• _PROVIDED INFORMATION_
★ ★ ★

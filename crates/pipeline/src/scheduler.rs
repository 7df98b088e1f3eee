//! Fixed-delay scheduling of end-to-end runs
//!
//! The next run is scheduled only after the previous one has finished,
//! successfully or not, so runs never overlap.

use std::future::Future;
use std::time::Duration;

use tempest_config::SchedulerConfig;
use tokio_util::sync::CancellationToken;
use tracing::{debug, info, warn};

use crate::error::RunError;

/// Runs a job after an initial delay, then `fixed_delay` after each completion
#[derive(Debug, Clone)]
pub struct FixedDelayScheduler {
    initial_delay: Duration,
    fixed_delay: Duration,
}

/// Counters from a finished scheduler loop
#[derive(Debug, Clone, Copy, Default, PartialEq, Eq)]
pub struct SchedulerStats {
    pub runs: u64,
    pub failures: u64,
}

impl FixedDelayScheduler {
    pub fn new(initial_delay: Duration, fixed_delay: Duration) -> Self {
        Self {
            initial_delay,
            fixed_delay,
        }
    }

    pub fn from_config(config: &SchedulerConfig) -> Self {
        Self::new(config.initial_delay(), config.fixed_delay())
    }

    /// Loop until `cancel` fires
    ///
    /// A run in progress is allowed to finish; cancellation is observed
    /// while waiting between runs.
    pub async fn run<F, Fut, T>(&self, cancel: CancellationToken, mut job: F) -> SchedulerStats
    where
        F: FnMut() -> Fut,
        Fut: Future<Output = Result<T, RunError>>,
    {
        info!(
            initial_delay_ms = self.initial_delay.as_millis() as u64,
            fixed_delay_ms = self.fixed_delay.as_millis() as u64,
            "scheduler started"
        );

        let mut stats = SchedulerStats::default();
        let mut delay = self.initial_delay;
        loop {
            tokio::select! {
                _ = cancel.cancelled() => break,
                _ = tokio::time::sleep(delay) => {}
            }

            stats.runs += 1;
            match job().await {
                Ok(_) => debug!(run = stats.runs, "scheduled run finished"),
                Err(e) => {
                    stats.failures += 1;
                    warn!(
                        run = stats.runs,
                        stage = %e.stage,
                        retryable = e.error.is_retryable(),
                        error = %e.error,
                        "scheduled run failed"
                    );
                }
            }
            delay = self.fixed_delay;
        }

        info!(runs = stats.runs, failures = stats.failures, "scheduler stopped");
        stats
    }
}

★ ★ ★

From the records above, pull every line that has the string "scheduled" and copy it.

//! The next run is scheduled only after the previous one has finished,
                Ok(_) => debug!(run = stats.runs, "scheduled run finished"),
                        "scheduled run failed"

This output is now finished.